Duke's First Women Engineers Remembered

December 1, 1986 | Brenda Chunn

In 1986, a student profiled the first two female graduates of Duke's College of Engineering

Marie Foote Reel, left, and Muriel Theodorsen Williams, members of the Class of 1946.

Marie Foote Reel, left, and Muriel Theodorsen Williams, members of the Class of 1946.

From the Fall 1986 DukEngineer Magazine

Yes there was some discrimination, but for each person that discriminated there was someone else saying "We like what you're doing,' " states Mrs. Marie Reel (née Foote) reflecting upon her engineering days at Duke. Both she and Mrs. Muriel Williams (nee Theorsen— "Cleo" for short) studied electrical engineering at Duke and graduated as the first two women engineers in 1946. What might appear as an unavoidable obstacle, sex discrimination, did not affect these two women. In fact, Mrs. Williams replied, "There was absolutely no discrimination. The professors and students were very objective."

Duke still has the same appeal as it did forty years ago. Mrs. Reel chose Duke, as many of today's entering women engineers, because of its strong engineering program as well as its strong liberal arts program. In contrast, Duke first attracted Mrs. Williams because of its beautiful campus, one that she first saw driving through—in the not-so-popular car—on a family vacation when she was twelve. These two women met at Duke, where they first began their careers as women engineers.

While at Duke, Mrs. Reel involved herself in the Chapel Choir and also wrote for The DukEngineer. Her memories of Duke are "wonderful" and she prides Duke most for its opportunities in academics, leadership, and moral growth.

She worked for IEEE for two years after college before going to Germany with her husband, who was in the army, and raising two children. Upon returning to the United States, she wished to enroll as a student at Texas A&M, but was denied admission and instead received a job as an instructor in their electrical engineering department. She describes this experience with fond enthusiasm.

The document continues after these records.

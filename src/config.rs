//! Loading of per-environment job settings from a JSON document
use serde::Deserialize;
use std::convert::Infallible;
use std::fmt;
use std::path::{Path, PathBuf};
use std::str::FromStr;
use thiserror::Error;

/// The branch of the config document to read settings from
#[derive(Clone, Copy, Debug, Default, Eq, PartialEq, strum::AsRefStr, strum::Display)]
#[strum(serialize_all = "lowercase")]
pub(crate) enum Environment {
    Development,
    #[default]
    Local,
}

impl FromStr for Environment {
    type Err = Infallible;

    /// `"development"` selects the development branch; every other tag falls
    /// back to the local branch.
    fn from_str(s: &str) -> Result<Environment, Infallible> {
        if s == "development" {
            Ok(Environment::Development)
        } else {
            Ok(Environment::Local)
        }
    }
}

/// Validated settings for a single run
#[derive(Clone, Eq, PartialEq)]
pub(crate) struct Settings {
    key: String,
    secret: String,
    bucket: String,
    region: String,
    endpoint: Option<String>,
    remote_incoming: String,
    local_incoming: PathBuf,
    local_archive: PathBuf,
    store_url: String,
    store_token: String,
}

impl Settings {
    /// Access key ID for the storage account
    pub(crate) fn key(&self) -> Result<&str, ConfigError> {
        nonempty(&self.key, "creds.key")
    }

    /// Secret access key for the storage account
    pub(crate) fn secret(&self) -> Result<&str, ConfigError> {
        nonempty(&self.secret, "creds.secret")
    }

    /// Bucket holding the incoming stock files
    pub(crate) fn bucket(&self) -> Result<&str, ConfigError> {
        nonempty(&self.bucket, "aws.bucket")
    }

    pub(crate) fn region(&self) -> Result<&str, ConfigError> {
        nonempty(&self.region, "aws.region")
    }

    /// Custom S3-compatible endpoint, if one is configured
    pub(crate) fn endpoint(&self) -> Option<&str> {
        self.endpoint.as_deref()
    }

    /// Key prefix under which incoming stock files are uploaded
    pub(crate) fn remote_incoming(&self) -> Result<&str, ConfigError> {
        nonempty(&self.remote_incoming, "aws.incoming")
    }

    /// Local directory into which incoming files are downloaded
    pub(crate) fn local_incoming(&self) -> Result<&Path, ConfigError> {
        nonempty_path(&self.local_incoming, "folders.incoming")
    }

    /// Local directory into which processed files are moved
    pub(crate) fn local_archive(&self) -> Result<&Path, ConfigError> {
        nonempty_path(&self.local_archive, "folders.archive")
    }

    /// Base URL of the stock API
    pub(crate) fn store_url(&self) -> Result<&str, ConfigError> {
        nonempty(&self.store_url, "store.url")
    }

    /// Bearer token for the stock API
    pub(crate) fn store_token(&self) -> Result<&str, ConfigError> {
        nonempty(&self.store_token, "store.token")
    }
}

#[cfg(test)]
impl Settings {
    /// Settings pointing at the given local directories, with fixed remote
    /// values
    pub(crate) fn for_dirs(local_incoming: &Path, local_archive: &Path) -> Settings {
        Settings {
            key: String::from("AKITEST"),
            secret: String::from("testsecret"),
            bucket: String::from("stock"),
            region: String::from("us-east-1"),
            endpoint: None,
            remote_incoming: String::from("incoming/"),
            local_incoming: local_incoming.to_owned(),
            local_archive: local_archive.to_owned(),
            store_url: String::from("http://localhost:8080"),
            store_token: String::from("testtoken"),
        }
    }
}

impl fmt::Debug for Settings {
    fn fmt(&self, f: &mut fmt::Formatter<'_>) -> fmt::Result {
        f.debug_struct("Settings")
            .field("key", &self.key)
            .field("secret", &"<redacted>")
            .field("bucket", &self.bucket)
            .field("region", &self.region)
            .field("endpoint", &self.endpoint)
            .field("remote_incoming", &self.remote_incoming)
            .field("local_incoming", &self.local_incoming)
            .field("local_archive", &self.local_archive)
            .field("store_url", &self.store_url)
            .field("store_token", &"<redacted>")
            .finish()
    }
}

fn nonempty<'a>(value: &'a str, field: &'static str) -> Result<&'a str, ConfigError> {
    if value.is_empty() {
        Err(ConfigError::Empty { field })
    } else {
        Ok(value)
    }
}

fn nonempty_path<'a>(value: &'a Path, field: &'static str) -> Result<&'a Path, ConfigError> {
    if value.as_os_str().is_empty() {
        Err(ConfigError::Empty { field })
    } else {
        Ok(value)
    }
}

/// Read the config document at `path` and extract the settings for
/// `environment`
pub(crate) fn load(path: &Path, environment: Environment) -> Result<Settings, ConfigError> {
    let content = match fs_err::read_to_string(path) {
        Ok(content) => content,
        Err(source) => {
            return Err(ConfigError::Read {
                path: path.to_owned(),
                source,
            })
        }
    };
    parse(&content, environment).map_err(|e| e.at(path))
}

fn parse(content: &str, environment: Environment) -> Result<Settings, ConfigError> {
    let document: serde_json::Value =
        serde_json::from_str(content).map_err(|source| ConfigError::Parse {
            path: None,
            source,
        })?;
    if is_empty_document(&document) {
        return Err(ConfigError::EmptyDocument { path: None });
    }
    let Some(branch) = document.get(environment.as_ref()) else {
        return Err(ConfigError::MissingBranch { environment });
    };
    let raw = RawBranch::deserialize(branch).map_err(|source| ConfigError::Parse {
        path: None,
        source,
    })?;
    raw.validate()
}

fn is_empty_document(document: &serde_json::Value) -> bool {
    match document {
        serde_json::Value::Null => true,
        serde_json::Value::Object(map) => map.is_empty(),
        serde_json::Value::Array(items) => items.is_empty(),
        _ => false,
    }
}

#[derive(Clone, Debug, Default, Deserialize, Eq, PartialEq)]
#[serde(default)]
struct RawBranch {
    creds: RawCreds,
    aws: RawAws,
    folders: RawFolders,
    store: RawStore,
}

#[derive(Clone, Debug, Default, Deserialize, Eq, PartialEq)]
#[serde(default)]
struct RawCreds {
    key: Option<String>,
    secret: Option<String>,
}

#[derive(Clone, Debug, Default, Deserialize, Eq, PartialEq)]
#[serde(default)]
struct RawAws {
    bucket: Option<String>,
    region: Option<String>,
    incoming: Option<String>,
    endpoint: Option<String>,
}

#[derive(Clone, Debug, Default, Deserialize, Eq, PartialEq)]
#[serde(default)]
struct RawFolders {
    incoming: Option<String>,
    archive: Option<String>,
}

#[derive(Clone, Debug, Default, Deserialize, Eq, PartialEq)]
#[serde(default)]
struct RawStore {
    url: Option<String>,
    token: Option<String>,
}

impl RawBranch {
    fn validate(self) -> Result<Settings, ConfigError> {
        Ok(Settings {
            key: require(self.creds.key, "creds.key")?,
            secret: require(self.creds.secret, "creds.secret")?,
            bucket: require(self.aws.bucket, "aws.bucket")?,
            region: require(self.aws.region, "aws.region")?,
            endpoint: self.aws.endpoint.filter(|s| !s.is_empty()),
            remote_incoming: require(self.aws.incoming, "aws.incoming")?,
            local_incoming: require(self.folders.incoming, "folders.incoming")?.into(),
            local_archive: require(self.folders.archive, "folders.archive")?.into(),
            store_url: require(self.store.url, "store.url")?,
            store_token: require(self.store.token, "store.token")?,
        })
    }
}

fn require(value: Option<String>, field: &'static str) -> Result<String, ConfigError> {
    match value {
        Some(s) if !s.is_empty() => Ok(s),
        _ => Err(ConfigError::Empty { field }),
    }
}

#[derive(Debug, Error)]
pub(crate) enum ConfigError {
    #[error("failed to read config file {}", .path.display())]
    Read {
        path: PathBuf,
        source: std::io::Error,
    },
    #[error("failed to parse config file{}", display_at(.path.as_deref()))]
    Parse {
        path: Option<PathBuf>,
        source: serde_json::Error,
    },
    #[error("config file{} is empty", display_at(.path.as_deref()))]
    EmptyDocument { path: Option<PathBuf> },
    #[error("config file has no \"{environment}\" section")]
    MissingBranch { environment: Environment },
    #[error("config value {field} is either empty or missing")]
    Empty { field: &'static str },
}

impl ConfigError {
    fn at(self, p: &Path) -> ConfigError {
        match self {
            ConfigError::Parse { source, .. } => ConfigError::Parse {
                path: Some(p.to_owned()),
                source,
            },
            ConfigError::EmptyDocument { .. } => ConfigError::EmptyDocument {
                path: Some(p.to_owned()),
            },
            e => e,
        }
    }
}

fn display_at(path: Option<&Path>) -> String {
    path.map(|p| format!(" {}", p.display()))
        .unwrap_or_default()
}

Although Mrs. Reel concedes that there are many more opportunities for women in engineering then there were forty years ago, she led a very successful and interesting career. After working for Texas A&M, she worked with the Atlantic Research Corporation as a technical writer in the Central Group; her responsibilities included writing monthly reports and procurement specifications for rocket motors. After another period of time in Germany, she came back to work in the Atlantic Research Corporation's Telecommunications Department, where she again served as a technical writer and also as an engineering consultant. She achieved the position of chief specification engineer for the Washington, DC, area.

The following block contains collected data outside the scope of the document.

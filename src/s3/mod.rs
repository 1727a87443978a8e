mod location;
pub(crate) use self::location::S3Location;
use crate::config::{ConfigError, Settings};
use aws_credential_types::Credentials;
use aws_sdk_s3::operation::{
    delete_object::DeleteObjectError, get_object::GetObjectError,
    list_buckets::ListBucketsError, list_objects_v2::ListObjectsV2Error,
};
use aws_sdk_s3::primitives::ByteStreamError;
use aws_sdk_s3::Client;
use aws_smithy_runtime_api::client::{orchestrator::HttpResponse, result::SdkError};
use std::future::Future;
use thiserror::Error;

/// The object-storage operations needed for staging incoming stock files
pub(crate) trait ObjectStore: Sync {
    /// Return the names of all buckets visible to the account
    fn list_buckets(&self) -> impl Future<Output = Result<Vec<String>, StorageError>> + Send;

    /// Return the locations of all objects in `bucket` whose keys start with
    /// `prefix`
    fn list_objects(
        &self,
        bucket: &str,
        prefix: &str,
    ) -> impl Future<Output = Result<Vec<S3Location>, StorageError>> + Send;

    /// Download the full body of the object at `loc`
    fn get_object(
        &self,
        loc: &S3Location,
    ) -> impl Future<Output = Result<FetchedObject, StorageError>> + Send;

    fn delete_object(
        &self,
        loc: &S3Location,
    ) -> impl Future<Output = Result<(), StorageError>> + Send;
}

/// An object body along with the location it was actually served from
#[derive(Clone, Debug, Eq, PartialEq)]
pub(crate) struct FetchedObject {
    pub(crate) source: S3Location,
    pub(crate) body: Vec<u8>,
}

/// Storage client backed by AWS S3 (or an S3-compatible endpoint)
#[derive(Clone, Debug)]
pub(crate) struct S3Client {
    inner: Client,
}

impl S3Client {
    /// Construct a client using the static credentials, region, and optional
    /// endpoint from `settings`
    pub(crate) async fn new(settings: &Settings) -> Result<S3Client, ConfigError> {
        let credentials = Credentials::new(
            settings.key()?,
            settings.secret()?,
            None,
            None,
            "stocksync-config",
        );
        let mut loader = aws_config::defaults(aws_config::BehaviorVersion::latest())
            .region(aws_config::Region::new(settings.region()?.to_owned()))
            .credentials_provider(credentials);
        if let Some(endpoint) = settings.endpoint() {
            tracing::debug!(%endpoint, "Using custom S3 endpoint");
            loader = loader.endpoint_url(endpoint);
        }
        let config = loader.load().await;
        let mut s3_config = aws_sdk_s3::config::Builder::from(&config);
        if settings.endpoint().is_some() {
            s3_config = s3_config.force_path_style(true);
        }
        Ok(S3Client {
            inner: Client::from_conf(s3_config.build()),
        })
    }
}

impl ObjectStore for S3Client {
    async fn list_buckets(&self) -> Result<Vec<String>, StorageError> {
        let output = self
            .inner
            .list_buckets()
            .send()
            .await
            .map_err(|source| StorageError::ListBuckets { source })?;
        Ok(output
            .buckets()
            .iter()
            .filter_map(|b| b.name())
            .map(ToOwned::to_owned)
            .collect())
    }

    async fn list_objects(
        &self,
        bucket: &str,
        prefix: &str,
    ) -> Result<Vec<S3Location>, StorageError> {
        let mut stream = self
            .inner
            .list_objects_v2()
            .bucket(bucket)
            .prefix(prefix)
            .into_paginator()
            .send();
        let mut locations = Vec::new();
        while let Some(r) = stream.next().await {
            let page = r.map_err(|source| StorageError::ListObjects {
                bucket: bucket.to_owned(),
                prefix: prefix.to_owned(),
                source,
            })?;
            locations.extend(
                page.contents()
                    .iter()
                    .filter_map(|obj| obj.key())
                    .map(|key| S3Location::new(bucket, key)),
            );
        }
        Ok(locations)
    }

    async fn get_object(&self, loc: &S3Location) -> Result<FetchedObject, StorageError> {
        tracing::trace!(url = %loc, "Downloading object");
        let output = self
            .inner
            .get_object()
            .bucket(loc.bucket())
            .key(loc.key())
            .send()
            .await
            .map_err(|source| StorageError::Get {
                url: loc.clone(),
                source,
            })?;
        let body = output
            .body
            .collect()
            .await
            .map_err(|source| StorageError::ReadBody {
                url: loc.clone(),
                source,
            })?
            .into_bytes()
            .to_vec();
        // The SDK does not report a redirected location, so the request
        // location is the served location.
        Ok(FetchedObject {
            source: loc.clone(),
            body,
        })
    }

    async fn delete_object(&self, loc: &S3Location) -> Result<(), StorageError> {
        tracing::trace!(url = %loc, "Deleting object");
        self.inner
            .delete_object()
            .bucket(loc.bucket())
            .key(loc.key())
            .send()
            .await
            .map_err(|source| StorageError::Delete {
                url: loc.clone(),
                source,
            })?;
        Ok(())
    }
}

#[derive(Debug, Error)]
pub(crate) enum StorageError {
    #[error("failed to list S3 buckets")]
    ListBuckets {
        source: SdkError<ListBucketsError, HttpResponse>,
    },
    #[error("failed to list S3 objects in bucket {bucket:?} with prefix {prefix:?}")]
    ListObjects {
        bucket: String,
        prefix: String,
        source: SdkError<ListObjectsV2Error, HttpResponse>,
    },
    #[error("failed to get {url}")]
    Get {
        url: S3Location,
        source: SdkError<GetObjectError, HttpResponse>,
    },
    #[error("failed to read body of {url}")]
    ReadBody {
        url: S3Location,
        source: ByteStreamError,
    },
    #[error("failed to delete {url}")]
    Delete {
        url: S3Location,
        source: SdkError<DeleteObjectError, HttpResponse>,
    },
    #[error("requested {url} but object was served from {served}")]
    SourceMismatch { url: S3Location, served: S3Location },
}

Mrs. Reel's interests extend beyond engineering. She is an avid gardener, and enjoys hunting, fishing, and knitting also. Her involvement in her community is commendable; she is president of her community association, and she volunteers her knowledge and time recording math textbooks for the blind.

Mrs. Muriel Williams, unlike Mrs. Reel, did not first enter Duke as an engineering student. After one year of studying Physics at Duke, she earned a scholarship from the Curtiss Wright Company (Corporation now), as part of their drive to get more women involved in the war effort. One thousand women having at least two years of technical background were sent to ten good schools on this scholarship. Mrs. Williams, as the youngest girl and with only one year of technical training, was sent to Rensselaer Polytechnic Institute for twelve intensive months of a specially designed course; she was trained to help in airplane plants. She worked at Curtiss Wright for some time, before returning to Duke and entering as an engineering student in the navy V-12 program. There were mostly navy officer candidates in her classes and because these men were needed in the war, she attended classes the entire year from January through January. As a result, Mrs. Williams earned her degree in the same year she would have even if she had not worked at Curtiss Wright. She remembers studying very hard, having to wear stockings on Sundays, wearing her raincoat over her pajamas for early morning classes, listening to Perry Como sing in the chapel, and having German prisoners of war doing yard work on Duke campus.

Mrs. Williams says that although she never felt discrimination in industry, there were restrictions. There was a tendency to place women in routine, boring jobs. Right out of school she worked a "monotonous" job calibrating ammeters for the government. After returning from Brazil with her father she worked on a "boring" project at MIT choosing American technical books for an engineeering school in Brazil. She did not find all of her jobs to be that uninteresting, however. After marrying Mr. George Williams, also an engineer, she worked as a draftsman for topographic maps, as a statistician for Minute Maid orange juice, and in conjunction with a precision machine shop calibrating tools to one-tenthousandth of an inch. Her engineering background proved very useful and provided her the opportunity to seek and pursue a variety of careers. She most enjoyed her work as a technical editor where she was involved with all of the company's projects, not just one specific one.

Both women are very encouraging and enthusiastic about engineering. According to Mrs. Reel, "aside from professional opportunities, it is just a good education on how the world works." Especially for women, an engineering education is beneficial; it provides that knowledge and expertise necessary for rapidly growing technology as well as the ability to "spot a sleezy repairman."

Brenda Chunn is a freshman in Biomedical Engineering.